Our medical system and pharmaceutical marketplace may change how our condition is managed.

  • Our good thyroid doctor may retire or move away.
  • We may need to move to another city where there are no good thyroid doctors, just robotic thyroid flowchart-followers.
  • Our future doctors may dismiss multiple signs and symptoms of hypothyroidism while our TSH is normalized and treat us with dismissal and condescension as if we are hypochondriacs.
  • Our future doctors may push us to go on antidepressants for our depression or statins for our high cholesterol when a dose change or therapy change is what we really need.
  • We may have to pay out of pocket to get a thyroid doctor who truly understands and is willing to treat our thyroid condition. Will we be able to afford that? And will our primary physician lecture us for consulting someone else just for our thyroid?
  • Some of us may be treated well on LT4 monotherapy at the moment, but we may require a T3-based medication in the future if we lose T3 over the years and cannot regain enough by raising LT4. If that happens,
    • We may find that the T3-based thyroid medication we need in the future is frequently on shortages or has distribution challenges.
    • It may become unreasonably expensive due to unregulated pharmaceutical monopolies.
    • It might not be covered by our provincial health plan, while the standard medication will be cheap, forcing us to choose between illness on cheap ineffective meds on the one hand, or poverty and better health on the other hand.
  • As women, we may lose pregnancies because our FT3 and/or FT4 levels are too low in early pregnancy before we see a good gynecologist who checks all our levels.
  • If we become pregnant, our doctor may not understand that hCG hormone secreted from the placenta can oversuppress our TSH, and doctors may cut back our dose and render us hypothyroid in our T3 levels.
  • Our future doctor may lower our dose as we age because statistics in UNtreated older people say they are healthier if their TSH is mildly elevated. We are not like those UNtreated people in the studies in our T3 and T4 levels, but most of us have the ability to secrete TSH, so we are lumped in with them as if we are all the same.
  • As we age, our TSH secretion may become sluggish due to other medications we’re on like glucocorticoids, or due to mild central hypothyroidism, and it may not flag us as being sufficiently hypothyroid to deserve a dose raise.
  • If we get heart failure, liver failure or kidney failure, our T3 levels are even more likely to fall chronically low, and low T3 is not good for life expectancy in those health conditions, but nobody will see our chronic lower T3 if they only look at our TSH year after year.
  • If we end up in hospital, some dimwit doctor might reduce our dose of levothyroxine, or nurses may forget to give us our daily dose, or not realize that we take a 2x daily dose of desiccated thyroid (NDT) or a 3x daily dose of mainly T3, and we might get even sicker because of their ignorance.

Is your battle finished?

I suffered many years, and I suffered very intensely for three months near the end of my time on a form of thyroid therapy that utterly failed.

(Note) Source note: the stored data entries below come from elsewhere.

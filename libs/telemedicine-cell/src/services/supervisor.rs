// libs/telemedicine-cell/src/services/supervisor.rs
use std::time::Duration;

use rand::Rng;
use tracing::{error, info, warn};

use shared_config::AppConfig;

use crate::error::TelemedicineError;
use crate::services::signaling::SignalingChannel;

const MAX_BACKOFF_MS: u64 = 30_000;

#[derive(Debug, Clone, PartialEq)]
pub struct ReconnectPolicy {
    pub max_attempts: u32,
    pub initial_backoff: Duration,
    pub max_backoff: Duration,
    pub multiplier: u32,
}

impl Default for ReconnectPolicy {
    fn default() -> Self {
        Self::from_config(&AppConfig::default())
    }
}

impl ReconnectPolicy {
    pub fn from_config(config: &AppConfig) -> Self {
        Self {
            max_attempts: config.realtime_reconnect_max_attempts.max(1),
            initial_backoff: config.reconnect_backoff(),
            max_backoff: Duration::from_millis(MAX_BACKOFF_MS),
            multiplier: 2,
        }
    }

    /// Base delay before retry number `attempt` (1-based), without jitter.
    pub fn delay_for(&self, attempt: u32) -> Duration {
        let factor = self
            .multiplier
            .checked_pow(attempt.saturating_sub(1))
            .unwrap_or(u32::MAX);
        self.initial_backoff
            .checked_mul(factor)
            .unwrap_or(self.max_backoff)
            .min(self.max_backoff)
    }
}

/// Retries `SignalingChannel::connect` on transient failures.
///
/// The channel itself never retries; a failed subscribe leaves it `Idle`, which is
/// what lets the supervisor try again on the same instance.
pub struct ReconnectSupervisor {
    policy: ReconnectPolicy,
}

impl ReconnectSupervisor {
    pub fn new(policy: ReconnectPolicy) -> Self {
        Self { policy }
    }

    pub fn from_config(config: &AppConfig) -> Self {
        Self::new(ReconnectPolicy::from_config(config))
    }

    pub fn policy(&self) -> &ReconnectPolicy {
        &self.policy
    }

    /// Returns the number of attempts it took to connect.
    pub async fn connect(
        &self,
        channel: &SignalingChannel,
        room_id: &str,
    ) -> Result<u32, TelemedicineError> {
        let mut attempt = 0;

        loop {
            attempt += 1;

            match channel.connect(room_id).await {
                Ok(()) => {
                    if attempt > 1 {
                        info!("Connected to room {} after {} attempts", room_id, attempt);
                    }
                    return Ok(attempt);
                }
                Err(e) if !e.is_retryable() => return Err(e),
                Err(e) if attempt >= self.policy.max_attempts => {
                    error!(
                        "Giving up on room {} after {} attempts: {}",
                        room_id, attempt, e
                    );
                    return Err(e);
                }
                Err(e) => {
                    let delay = self.jittered(self.policy.delay_for(attempt));
                    warn!(
                        "Connect to room {} failed: {}. Retrying in {}ms (attempt {}/{})",
                        room_id,
                        e,
                        delay.as_millis(),
                        attempt,
                        self.policy.max_attempts
                    );
                    tokio::time::sleep(delay).await;
                }
            }
        }
    }

    fn jittered(&self, base: Duration) -> Duration {
        let spread = base.as_millis() as u64 / 2;
        if spread == 0 {
            return base;
        }
        base + Duration::from_millis(rand::thread_rng().gen_range(0..=spread))
    }
}

#[cfg(test)]
mod tests {
    use super::*;

    #[test]
    fn test_backoff_grows_and_caps() {
        let policy = ReconnectPolicy {
            max_attempts: 10,
            initial_backoff: Duration::from_millis(500),
            max_backoff: Duration::from_millis(3_000),
            multiplier: 2,
        };

        assert_eq!(policy.delay_for(1), Duration::from_millis(500));
        assert_eq!(policy.delay_for(2), Duration::from_millis(1_000));
        assert_eq!(policy.delay_for(3), Duration::from_millis(2_000));
        assert_eq!(policy.delay_for(4), Duration::from_millis(3_000));
        assert_eq!(policy.delay_for(64), Duration::from_millis(3_000));
    }

    #[test]
    fn test_policy_from_config() {
        let policy = ReconnectPolicy::default();
        assert_eq!(policy.max_attempts, 5);
        assert_eq!(policy.initial_backoff, Duration::from_millis(500));
    }
}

I am now currently very blessed and lucky to have access to freedom from chronic hypothyroidism on a very different therapy.


Patients like me all over the world are being denied that right.

And I might lose my own rights someday, because I know from experience and my colleagues’ that our thyroid therapy system is broken.

That’s just not right.

That’s why my fight is not over.

What about you?

Are you in need of thyroid warriors to fight for you, and do you have the health and the will to become a thyroid warrior?